PROVIDED RECORDS:
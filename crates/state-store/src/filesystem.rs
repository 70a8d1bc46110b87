//! Filesystem-based state storage implementation.

use std::path::{Path, PathBuf};

use growth_core::{Result, ServerState, SimError};

use crate::atomic::write_json_atomic;
use crate::layout::ServerLayout;
use crate::store::StateStore;
use crate::validate::validate_server_state;

/// Stores each server's state as
/// `<root>/<server>/growth_data/server_state.json`.
#[derive(Debug, Clone)]
pub struct FilesystemStateStore {
    root: PathBuf,
}

impl FilesystemStateStore {
    pub fn new(root: impl Into<PathBuf>) -> Self {
        Self { root: root.into() }
    }

    pub fn root(&self) -> &Path {
        &self.root
    }

    pub fn layout(&self, server_name: &str) -> ServerLayout {
        ServerLayout::new(&self.root, server_name)
    }

    pub fn state_path(&self, server_name: &str) -> PathBuf {
        self.layout(server_name).state_file()
    }
}

impl StateStore for FilesystemStateStore {
    fn load(&self, server_name: &str) -> Result<Option<ServerState>> {
        let path = self.state_path(server_name);
        let content = match std::fs::read_to_string(&path) {
            Ok(content) => content,
            Err(e) if e.kind() == std::io::ErrorKind::NotFound => return Ok(None),
            Err(e) => return Err(SimError::io(&path, e)),
        };

        let state: ServerState = serde_json::from_str(&content).map_err(|e| {
            SimError::corruption(
                server_name,
                None,
                format!("{} does not match the state schema: {e}", path.display()),
            )
        })?;
        validate_server_state(server_name, &state)?;

        tracing::debug!(
            "Loaded state for {server_name} ({} databases) from {}",
            state.len(),
            path.display()
        );
        Ok(Some(state))
    }

    fn save(&self, server_name: &str, state: &ServerState) -> Result<()> {
        validate_server_state(server_name, state)?;
        let path = self.state_path(server_name);
        write_json_atomic(&path, state, &format!("state of {server_name}"))?;
        tracing::info!("Stored state for {server_name} to {}", path.display());
        Ok(())
    }
}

WHAT YOU ARE ASKED TO DO: The expected response is the full data, reproduced exactly.

EXERCISE RESPONSE:
filename crates/state-store/src/filesystem.rs
repository 70a8d1bc46110b87
//! Filesystem-based state storage implementation.

use std::path::{Path, PathBuf};

use growth_core::{Result, ServerState, SimError};

use crate::atomic::write_json_atomic;
use crate::layout::ServerLayout;
use crate::store::StateStore;
use crate::validate::validate_server_state;

/// Stores each server's state as
/// `<root>/<server>/growth_data/server_state.json`.
#[derive(Debug, Clone)]
pub struct FilesystemStateStore {
    root: PathBuf,
}

impl FilesystemStateStore {
    pub fn new(root: impl Into<PathBuf>) -> Self {
        Self { root: root.into() }
    }

    pub fn root(&self) -> &Path {
        &self.root
    }

    pub fn layout(&self, server_name: &str) -> ServerLayout {
        ServerLayout::new(&self.root, server_name)
    }

    pub fn state_path(&self, server_name: &str) -> PathBuf {
        self.layout(server_name).state_file()
    }
}

impl StateStore for FilesystemStateStore {
    fn load(&self, server_name: &str) -> Result<Option<ServerState>> {
        let path = self.state_path(server_name);
        let content = match std::fs::read_to_string(&path) {
            Ok(content) => content,
            Err(e) if e.kind() == std::io::ErrorKind::NotFound => return Ok(None),
            Err(e) => return Err(SimError::io(&path, e)),
        };

        let state: ServerState = serde_json::from_str(&content).map_err(|e| {
            SimError::corruption(
                server_name,
                None,
                format!("{} does not match the state schema: {e}", path.display()),
            )
        })?;
        validate_server_state(server_name, &state)?;

        tracing::debug!(
            "Loaded state for {server_name} ({} databases) from {}",
            state.len(),
            path.display()
        );
        Ok(Some(state))
    }

    fn save(&self, server_name: &str, state: &ServerState) -> Result<()> {
        validate_server_state(server_name, state)?;
        let path = self.state_path(server_name);
        write_json_atomic(&path, state, &format!("state of {server_name}"))?;
        tracing::info!("Stored state for {server_name} to {}", path.display());
        Ok(())
    }
}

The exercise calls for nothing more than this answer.